§ **Problem statement**
Look through the data below and, wherever a line carries the word "Configuration", please copy that line.

§ **Stored data**
- - - - - - -
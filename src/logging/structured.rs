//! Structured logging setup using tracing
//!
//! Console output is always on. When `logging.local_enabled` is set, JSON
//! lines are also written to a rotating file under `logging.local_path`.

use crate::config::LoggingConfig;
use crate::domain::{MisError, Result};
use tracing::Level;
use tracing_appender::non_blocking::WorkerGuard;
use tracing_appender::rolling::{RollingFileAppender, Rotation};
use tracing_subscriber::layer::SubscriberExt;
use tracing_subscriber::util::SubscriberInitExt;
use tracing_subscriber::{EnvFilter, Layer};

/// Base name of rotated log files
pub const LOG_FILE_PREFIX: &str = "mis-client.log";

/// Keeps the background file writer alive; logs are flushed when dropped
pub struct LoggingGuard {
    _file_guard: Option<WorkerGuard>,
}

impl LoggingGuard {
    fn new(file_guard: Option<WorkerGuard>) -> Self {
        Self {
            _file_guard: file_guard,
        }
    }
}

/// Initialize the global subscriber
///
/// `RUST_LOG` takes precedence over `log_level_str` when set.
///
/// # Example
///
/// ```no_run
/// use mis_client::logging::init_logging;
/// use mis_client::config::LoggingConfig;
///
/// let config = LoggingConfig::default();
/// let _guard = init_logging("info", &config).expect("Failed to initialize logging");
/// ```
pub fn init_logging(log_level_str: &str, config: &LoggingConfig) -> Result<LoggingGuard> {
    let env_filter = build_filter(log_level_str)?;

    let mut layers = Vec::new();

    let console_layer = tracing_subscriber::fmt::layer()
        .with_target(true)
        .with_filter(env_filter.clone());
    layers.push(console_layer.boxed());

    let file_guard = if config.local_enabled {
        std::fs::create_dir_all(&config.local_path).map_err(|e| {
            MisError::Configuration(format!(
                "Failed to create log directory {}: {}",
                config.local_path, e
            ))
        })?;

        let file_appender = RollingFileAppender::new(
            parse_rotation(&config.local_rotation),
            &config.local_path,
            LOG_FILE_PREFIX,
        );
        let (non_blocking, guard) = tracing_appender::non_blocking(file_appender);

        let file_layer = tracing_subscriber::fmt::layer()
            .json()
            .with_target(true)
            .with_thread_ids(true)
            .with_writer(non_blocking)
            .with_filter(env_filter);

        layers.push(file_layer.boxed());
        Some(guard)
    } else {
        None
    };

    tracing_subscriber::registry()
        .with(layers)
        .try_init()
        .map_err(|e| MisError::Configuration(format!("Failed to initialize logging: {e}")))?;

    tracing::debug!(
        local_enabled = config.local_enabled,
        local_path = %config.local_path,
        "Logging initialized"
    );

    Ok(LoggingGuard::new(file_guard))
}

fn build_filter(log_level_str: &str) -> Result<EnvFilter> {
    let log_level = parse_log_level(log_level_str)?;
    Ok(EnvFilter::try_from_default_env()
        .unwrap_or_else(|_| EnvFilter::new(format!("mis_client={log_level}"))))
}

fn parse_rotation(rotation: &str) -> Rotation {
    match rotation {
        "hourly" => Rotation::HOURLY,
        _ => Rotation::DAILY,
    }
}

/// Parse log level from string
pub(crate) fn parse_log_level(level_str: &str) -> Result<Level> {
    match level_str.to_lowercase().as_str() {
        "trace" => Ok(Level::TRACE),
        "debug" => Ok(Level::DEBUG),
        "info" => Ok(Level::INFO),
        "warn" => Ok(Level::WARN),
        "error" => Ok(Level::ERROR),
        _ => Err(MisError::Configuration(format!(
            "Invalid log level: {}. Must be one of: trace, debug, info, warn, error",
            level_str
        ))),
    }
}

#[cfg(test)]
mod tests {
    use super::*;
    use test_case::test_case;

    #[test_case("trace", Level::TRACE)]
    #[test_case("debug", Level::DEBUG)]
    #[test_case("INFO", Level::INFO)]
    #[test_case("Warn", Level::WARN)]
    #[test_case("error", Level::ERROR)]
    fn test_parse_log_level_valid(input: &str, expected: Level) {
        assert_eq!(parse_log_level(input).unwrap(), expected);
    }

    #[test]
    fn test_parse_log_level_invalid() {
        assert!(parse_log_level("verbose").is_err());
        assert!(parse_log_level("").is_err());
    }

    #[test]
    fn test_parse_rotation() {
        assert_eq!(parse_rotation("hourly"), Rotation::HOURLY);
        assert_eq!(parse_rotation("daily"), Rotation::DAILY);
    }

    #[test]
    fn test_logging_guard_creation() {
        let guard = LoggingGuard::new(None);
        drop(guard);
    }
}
- - - - - - -
§ **Exercise solution**
            MisError::Configuration(format!(
        .map_err(|e| MisError::Configuration(format!("Failed to initialize logging: {e}")))?;
        _ => Err(MisError::Configuration(format!(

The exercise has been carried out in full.